War Surgery and Medicine
Malaria in 2 NZEF
Malaria in 2 NZEF
At no stage in the history of 2 NZEF in the Middle East and Italy did the number of malaria cases give cause for alarm or page 519 affect in any major degree the efficiency of the Force. The average monthly incidence was approximately 2 per 1000 during the malaria seasons over the whole force, with base and field units both included. When the Division was in highly malarious areas such as Syria and parts of Italy the incidence differed little from that of the troops in Egypt, which was classed as only mildly malarious. The creditably low figures for the malarious areas must be ascribed to good anti-malaria work within the Division itself, and within the army of which it was part, usually the Eighth Army. The large measure of success in Italy was due to the discovery of DDT and the use of it and other insecticides in power sprayers by malaria control companies, supported by larval control on the ground and eventually from the air. Added to this was education of the troops, the adoption of personal precautions, and the regular taking of the newly-developed mepacrine tablets (the synthesised substitute for quinine) during the malarial seasons.page break
When the Division arrived in Egypt in 1940 anti-malaria measures were possible only on a limited scale. Following the occurrence of twelve cases of malaria in August 1940, the use of mosquito nets was enforced and personal precautions in the way of the turning down of sleeves and the wearing of long trousers between sunset and sunrise were ordered in malarious areas such as Moascar and Helwan. The 4th Field Hygiene Section undertook what control measures were possible in the spraying of breeding places in the Maadi Camp environs, notably the water-holes at the Maadi golf course, where the unit had surprised the local authorities by finding Anopheles pharoensis, the chief carrier of malaria in Egypt. The annual flooding of the Nile in August and September and the methods of irrigation on its banks produced breeding places for mosquitoes, some of which were anopheline, and the camp plateaux at Maadi, and at Helwan in 1941, were within a few miles of the irrigation areas. In the circumstances complete malaria control by military units alone was impossible, although the Field Hygiene Section extended its activities as far as practicable.
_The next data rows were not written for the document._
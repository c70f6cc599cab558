use serde::{Deserialize, Serialize};

/// Main configuration structure for credscope
#[derive(Debug, Clone, Default, Serialize, Deserialize)]
#[serde(rename_all = "snake_case")]
pub struct Config {
    /// Credential scope behaviour
    #[serde(default)]
    pub scope: ScopeConfig,

    /// Logging configuration
    #[serde(default)]
    pub logging: LoggingConfig,
}

/// What `attach` does when the scope key holds something that is not a scope
#[derive(Debug, Clone, Copy, Default, PartialEq, Eq, Serialize, Deserialize)]
#[serde(rename_all = "snake_case")]
pub enum CorruptedScopePolicy {
    /// Return `CorruptedScope` to the caller
    Surface,
    /// Shadow the bad value with a fresh scope layer and log a warning
    #[default]
    Replace,
}

/// Credential scope configuration
#[derive(Debug, Clone, Default, Serialize, Deserialize)]
#[serde(rename_all = "snake_case")]
pub struct ScopeConfig {
    /// Handling of a corrupted scope slot on attach
    #[serde(default)]
    pub corrupted_scope: CorruptedScopePolicy,
}

/// Logging configuration
#[derive(Debug, Clone, Serialize, Deserialize)]
#[serde(rename_all = "snake_case")]
pub struct LoggingConfig {
    /// Log level: trace, debug, info, warn, error
    #[serde(default = "default_log_level")]
    pub level: String,

    /// Log format: json or pretty
    #[serde(default = "default_log_format")]
    pub format: String,
}

fn default_log_level() -> String {
    "info".to_string()
}

fn default_log_format() -> String {
    "json".to_string()
}

impl Default for LoggingConfig {
    fn default() -> Self {
        Self {
            level: default_log_level(),
            format: default_log_format(),
        }
    }
}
In the first summer the total number of cases was only 73 for the portion of the force then in Egypt, the highest incidence being in September, when it was 2.3 per 1000. In the spring of 1941, however, the Division moved to Greece, a country which was highly malarious. Colonel N. Hamilton Fairley, AAMC, acting Consultant in Tropical Diseases, MEF, had made a report in January 1941 on the danger of malaria in South-east Europe and Asia Minor, stating that during the months June to September inclusive the employment of unseasoned troops in hyperendemic page 520 areas could lead to appalling wastage of manpower similar to that which occurred in Macedonia in the First World War.
Prior to the move to Greece the ADMS 2 NZ Division, in February 1941, endeavoured to educate the whole of the Division to realise the importance of anti-malaria precautions. With this end in view a medical administrative instruction dealing with the subject was issued to all RMOs and Field Ambulances. Notes on malaria were drawn up to form the basis of a lecture for combatant officers. Some medical officers attended courses of instruction at No. 1 Malaria Field Laboratory, and malaria diagnostic panniers were obtained and issued to field ambulances.